Molecular Computations

An of a quantum calculation has shown that a single molecule can perform operations thousands of times faster than any conventional computer. In a paper published in the May 3 issue of Physical Review Letters, researchers in Japan describe a proof-of-principle calculation they performed with an iodine molecule. The calculation involved that computation of a discrete Fourier transform, a common algorithm that's particularly handy for analyzing certain types of signals.

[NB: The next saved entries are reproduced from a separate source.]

use bevy::prelude::*;

use crate::math::Float;
use crate::spatial_ext::TkLayerMask;
use crate::TkConfigError;

/// Tuning of [`TkLocomotion`](super::TkLocomotion).
///
/// Forces are in Newtons and assume the body's mass is around 1.
#[derive(Component, Clone, Debug)]
#[cfg_attr(feature = "serialize", derive(serde::Serialize, serde::Deserialize))]
#[cfg_attr(feature = "serialize", serde(default))]
pub struct TkLocomotionConfig {
    pub walk_speed: Float,
    pub sprint_speed: Float,
    pub crouch_speed: Float,

    /// Linear damping while grounded.
    pub ground_drag: Float,
    /// Linear damping while airborne.
    pub air_drag: Float,

    /// Upward impulse of a jump.
    pub jump_force: Float,
    /// Seconds after a jump before the next one is allowed. Slope alignment is suppressed for
    /// this duration.
    pub jump_cooldown: Float,

    /// Scales the constant forward push that lets falling players keep some control.
    pub air_multiplier: Float,
    pub air_control_force: Float,
    pub max_air_speed: Float,
    /// Allow speeding up in the air (up to `max_air_speed`) when pushing in the direction of
    /// motion.
    pub allow_air_acceleration: bool,

    /// Vertical scale of the body while crouching.
    pub crouch_y_scale: Float,
    /// Downward impulse applied when starting to crouch, so the shrunken body drops down.
    pub crouch_down_impulse: Float,

    /// Height of the body, used for the ground and slope casts.
    pub height: Float,
    /// How far below the body's bottom the ground may be for it to count as grounded.
    pub ground_check_margin: Float,
    /// How far below the body's bottom the slope cast reaches.
    pub slope_check_margin: Float,
    /// Steepest walkable slope, in degrees.
    pub max_slope_angle: Float,
    pub ground_layers: TkLayerMask,

    /// Height above the body's bottom of the lower step ray.
    pub step_lower_offset: Float,
    /// Height above the body's bottom of the upper step ray. Steps lower than this are climbable.
    pub step_height: Float,
    /// Upward nudge applied in each step where a climbable step is found.
    pub step_smooth: Float,
    pub step_lower_range: Float,
    pub step_upper_range: Float,
    pub stair_layers: TkLayerMask,
}

impl Default for TkLocomotionConfig {
    fn default() -> Self {
        Self {
            walk_speed: 7.0,
            sprint_speed: 10.0,
            crouch_speed: 3.5,
            ground_drag: 5.0,
            air_drag: 1.0,
            jump_force: 12.0,
            jump_cooldown: 0.25,
            air_multiplier: 0.4,
            air_control_force: 8.0,
            max_air_speed: 8.0,
            allow_air_acceleration: true,
            crouch_y_scale: 0.5,
            crouch_down_impulse: 5.0,
            height: 2.0,
            ground_check_margin: 0.2,
            slope_check_margin: 0.3,
            max_slope_angle: 40.0,
            ground_layers: TkLayerMask::ALL,
            step_lower_offset: 0.05,
            step_height: 0.3,
            step_smooth: 0.1,
            step_lower_range: 0.6,
            step_upper_range: 0.6,
            stair_layers: TkLayerMask::ALL,
        }
    }
}

impl TkLocomotionConfig {
    pub fn validate(&self) -> Result<(), TkConfigError> {
        TkConfigError::check_positive("walk_speed", self.walk_speed)?;
        TkConfigError::check_positive("sprint_speed", self.sprint_speed)?;
        TkConfigError::check_positive("crouch_speed", self.crouch_speed)?;
        TkConfigError::check_positive("max_air_speed", self.max_air_speed)?;
        TkConfigError::check_positive("height", self.height)?;
        TkConfigError::check_not_negative("ground_drag", self.ground_drag)?;
        TkConfigError::check_not_negative("air_drag", self.air_drag)?;
        TkConfigError::check_not_negative("jump_force", self.jump_force)?;
        TkConfigError::check_not_negative("jump_cooldown", self.jump_cooldown)?;
        TkConfigError::check_not_negative("air_multiplier", self.air_multiplier)?;
        TkConfigError::check_not_negative("air_control_force", self.air_control_force)?;
        TkConfigError::check_not_negative("crouch_down_impulse", self.crouch_down_impulse)?;
        TkConfigError::check_not_negative("ground_check_margin", self.ground_check_margin)?;
        TkConfigError::check_not_negative("slope_check_margin", self.slope_check_margin)?;
        TkConfigError::check_not_negative("step_smooth", self.step_smooth)?;
        TkConfigError::check_fraction("crouch_y_scale", self.crouch_y_scale)?;
        if !(0.0 < self.max_slope_angle && self.max_slope_angle < 90.0) {
            return Err(TkConfigError::SlopeAngleOutOfRange(self.max_slope_angle));
        }
        Ok(())
    }
}
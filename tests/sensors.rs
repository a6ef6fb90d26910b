mod common;

use bevy::prelude::*;
use bevy_telekinesis::interactable::{TkInteractable, TkObjectClass};
use bevy_telekinesis::math::{Quaternion, Vector3};
use bevy_telekinesis::sensors::TkEnvironmentSensor;
use bevy_telekinesis::spatial_ext::TkLayerMask;

use common::{spawn_cube, MockObjects, MockWorld};

#[test]
fn grounded_only_within_margin() {
    let mut world = MockWorld::default();
    world.add_floor();
    let owner = world.entity();
    let sensor = TkEnvironmentSensor::new(&world, owner);

    assert!(sensor.is_grounded(Vector3::new(0.0, 1.1, 0.0), 2.0, 0.2, TkLayerMask::ALL));
    assert!(!sensor.is_grounded(Vector3::new(0.0, 1.3, 0.0), 2.0, 0.2, TkLayerMask::ALL));
    assert!(!sensor.is_grounded(Vector3::new(0.0, 1.0, 0.0), 2.0, 0.2, TkLayerMask::NONE));
}

#[test]
fn sensor_ignores_its_owner() {
    let mut world = MockWorld::default();
    let owner = world.add_cuboid(Vector3::ZERO, Vector3::new(0.5, 1.0, 0.5));
    let sensor = TkEnvironmentSensor::new(&world, owner);

    assert!(!sensor.is_grounded(Vector3::ZERO, 2.0, 0.2, TkLayerMask::ALL));
}

#[test]
fn step_probe_needs_a_low_edge_with_free_space_above() {
    let mut world = MockWorld::default();
    let step = world.add_cuboid(
        Vector3::new(0.0, 0.1, -2.0),
        Vector3::new(0.5, 0.1, 1.5),
    );
    let owner = world.entity();
    let sensor = TkEnvironmentSensor::new(&world, owner);
    let lower = Vector3::new(0.0, 0.05, 0.0);
    let upper = Vector3::new(0.0, 0.3, 0.0);

    assert!(sensor.step_probe(lower, upper, Dir3::NEG_Z, 0.6, 0.6, TkLayerMask::ALL));
    // Too far.
    assert!(!sensor.step_probe(lower, upper, Dir3::NEG_Z, 0.4, 0.4, TkLayerMask::ALL));
    // Facing away.
    assert!(!sensor.step_probe(lower, upper, Dir3::Z, 0.6, 0.6, TkLayerMask::ALL));
    // Not on the stair layers.
    assert!(!sensor.step_probe(
        lower,
        upper,
        Dir3::NEG_Z,
        0.6,
        0.6,
        TkLayerMask::NONE
    ));

    let sensor = TkEnvironmentSensor::new(&world, step);
    assert!(!sensor.step_probe(lower, upper, Dir3::NEG_Z, 0.6, 0.6, TkLayerMask::ALL));
}

#[test]
fn step_probe_looks_diagonally() {
    let mut world = MockWorld::default();
    // Only reachable 45 degrees to the right of `-Z`.
    world.add_cuboid(Vector3::new(1.4, 0.1, -1.4), Vector3::new(1.0, 0.1, 1.0));
    let owner = world.entity();
    let sensor = TkEnvironmentSensor::new(&world, owner);

    assert!(sensor.step_probe(
        Vector3::new(0.0, 0.05, 0.0),
        Vector3::new(0.0, 0.3, 0.0),
        Dir3::NEG_Z,
        1.0,
        1.0,
        TkLayerMask::ALL,
    ));
}

#[test]
fn obstacle_blocking_only_counts_controlled_objects() {
    let mut world = MockWorld::default();
    let mut objects = MockObjects::default();
    let platform = world.add_cuboid(Vector3::ZERO, Vector3::new(1.0, 0.1, 1.0));
    let rider = world.add_cuboid(Vector3::new(0.0, 0.6, 0.0), Vector3::splat(0.5));
    let cube = spawn_cube(
        &mut world,
        &mut objects,
        Vector3::new(3.0, 0.0, 0.0),
        TkInteractable::new(TkObjectClass::Anchorable),
    );
    let sensor = TkEnvironmentSensor::new(&world, platform);
    let blocking = |range, objects: &MockObjects| {
        sensor.obstacle_blocking(
            Vector3::ZERO,
            Vector3::new(1.0, 0.1, 1.0),
            Quaternion::IDENTITY,
            Dir3::X,
            range,
            [rider],
            TkLayerMask::ALL,
            objects,
        )
    };

    assert!(!blocking(2.0, &objects));

    objects.0.get_mut(&cube).unwrap().0.try_anchor(None);
    assert!(blocking(2.0, &objects));
    assert!(!blocking(1.0, &objects));
}

#[test]
fn view_target_is_hidden_behind_walls() {
    let mut world = MockWorld::default();
    let mut objects = MockObjects::default();
    let cube = spawn_cube(
        &mut world,
        &mut objects,
        Vector3::new(0.0, 0.0, -4.0),
        TkInteractable::new(TkObjectClass::Standard),
    );
    let owner = world.entity();

    let sensor = TkEnvironmentSensor::new(&world, owner);
    let (target, distance) = sensor
        .view_target(Vector3::ZERO, Dir3::NEG_Z, 5.0, TkLayerMask::ALL, &objects)
        .unwrap();
    assert_eq!(target, cube);
    assert!((distance - 3.5).abs() < 1e-4);

    world.add_cuboid(Vector3::new(0.0, 0.0, -2.0), Vector3::new(2.0, 2.0, 0.1));
    let sensor = TkEnvironmentSensor::new(&world, owner);
    assert_eq!(
        sensor.view_target(Vector3::ZERO, Dir3::NEG_Z, 5.0, TkLayerMask::ALL, &objects),
        None
    );
}
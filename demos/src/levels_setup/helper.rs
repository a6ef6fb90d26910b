use avian3d::prelude as avian;
use bevy::ecs::system::{EntityCommands, SystemParam};
use bevy::prelude::*;
use bevy_telekinesis::math::{AsF32, Float, Vector3};
use bevy_telekinesis::data_for_backends::TkRigidBody;
use bevy_telekinesis::prelude::*;

use crate::levels_setup::LevelObject;
use crate::ui::HighlightColors;

#[derive(SystemParam, Deref, DerefMut)]
pub struct LevelSetupHelper3d<'w, 's> {
    #[deref]
    pub commands: Commands<'w, 's>,
    pub meshes: ResMut<'w, Assets<Mesh>>,
    pub materials: ResMut<'w, Assets<StandardMaterial>>,
}

impl<'w, 's> LevelSetupHelper3d<'w, 's> {
    pub fn spawn_named(&'_ mut self, name: impl ToString) -> EntityCommands<'_> {
        self.commands
            .spawn((LevelObject, Name::new(name.to_string())))
    }

    pub fn spawn_floor(&'_ mut self, color: impl Into<Color>) -> EntityCommands<'_> {
        let mesh = self
            .meshes
            .add(Plane3d::default().mesh().size(128.0, 128.0));
        let material = self.materials.add(color.into());
        let mut cmd = self.spawn_named("Floor");
        cmd.insert((
            Mesh3d(mesh),
            MeshMaterial3d(material),
            avian::RigidBody::Static,
            avian::Collider::half_space(Vector3::Y),
        ));
        cmd
    }

    pub fn with_color<'a>(
        &'a mut self,
        color: impl Into<Color>,
    ) -> LevelSetupHelper3dWithMaterial<'a, 'w, 's> {
        let material = self.materials.add(color.into());
        LevelSetupHelper3dWithMaterial {
            parent: self,
            material,
        }
    }

    /// A dynamic box that can be grabbed and anchored.
    ///
    /// The [`TkRigidBody`] proxy is what the controller moves, and it is synced with the box's
    /// avian body.
    ///
    /// Each prop gets its own material, so that its highlight does not leak to other props.
    pub fn spawn_prop(
        &'_ mut self,
        name: impl ToString,
        transform: Transform,
        size: Vector3,
        color: impl Into<Color>,
        interactable: TkInteractable,
    ) -> EntityCommands<'_> {
        let color = color.into();
        let mesh = self.meshes.add(Cuboid::from_size(size.f32()));
        let material = self.materials.add(color);
        let mut cmd = self.spawn_named(name);
        cmd.insert((
            Mesh3d(mesh),
            MeshMaterial3d(material),
            transform,
            avian::RigidBody::Dynamic,
            avian::Collider::cuboid(size.x, size.y, size.z),
            interactable,
            TkRigidBody::default(),
            HighlightColors::new(color),
        ));
        cmd
    }
}

pub struct LevelSetupHelper3dWithMaterial<'a, 'w, 's> {
    parent: &'a mut LevelSetupHelper3d<'w, 's>,
    material: Handle<StandardMaterial>,
}

impl LevelSetupHelper3dWithMaterial<'_, '_, '_> {
    pub fn spawn_mesh_without_physics(
        &'_ mut self,
        name: impl ToString,
        transform: Transform,
        mesh: impl Into<Mesh>,
    ) -> EntityCommands<'_> {
        let mesh = self.parent.meshes.add(mesh);
        let mut cmd = self.parent.spawn_named(name);
        cmd.insert((
            Mesh3d(mesh),
            MeshMaterial3d(self.material.clone()),
            transform,
        ));
        cmd
    }

    pub fn spawn_cuboid(
        &'_ mut self,
        name: impl ToString,
        transform: Transform,
        size: Vector3,
    ) -> EntityCommands<'_> {
        let mut cmd =
            self.spawn_mesh_without_physics(name, transform, Cuboid::from_size(size.f32()));
        cmd.insert((
            avian::RigidBody::Static,
            avian::Collider::cuboid(size.x, size.y, size.z),
        ));
        cmd
    }

    /// A flight of stairs going up along `-Z` from `transform`.
    pub fn spawn_stairs(
        &'_ mut self,
        name: impl ToString,
        transform: Transform,
        width: Float,
        step_height: Float,
        step_depth: Float,
        steps: usize,
    ) {
        let name = name.to_string();
        for step in 0..steps {
            let height = step_height * (step + 1) as Float;
            let offset = Vec3::new(
                0.0,
                0.5 * height.f32(),
                -(step_depth * (step as Float + 0.5)).f32(),
            );
            self.spawn_cuboid(
                format!("{name} #{step}"),
                transform * Transform::from_translation(offset),
                Vector3::new(width, height, step_depth),
            );
        }
    }
}

pub trait LevelSetupHelper3dEntityCommandsExtension {
    fn make_kinematic(&mut self) -> &mut Self;
}

impl LevelSetupHelper3dEntityCommandsExtension for EntityCommands<'_> {
    fn make_kinematic(&mut self) -> &mut Self {
        self.insert(avian::RigidBody::Kinematic)
    }
}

Although the calculation was extraordinary swift, the methods for handling and manipulating the iodine molecule are complex and challenging. In addition, it's not entirely clear how such computational components would have to be connected to make something resembling a conventional PC. Nevertheless, in a Viewpoint in the current edition of APS Physics, Ian Walmsley (University of Oxford) points out that the demonstration of such an astonishingly high-speed calculation shows that there is a great deal to be gained if physicists can overcome the difficulties in putting single-molecule computation to practical use.

Explore further: At the origin of cell division: The features of living matter emerge from inanimate matter

More information:
-- Experiments on the Random Packing of Tetrahedral Dice, Alexander Jaoshvili, Andria Esakia, Massimo Porrati, and Paul M. Chaikin, Phys. Rev. Lett. 104, 185501 (2010) - Published May 03, 2010, Download PDF (free)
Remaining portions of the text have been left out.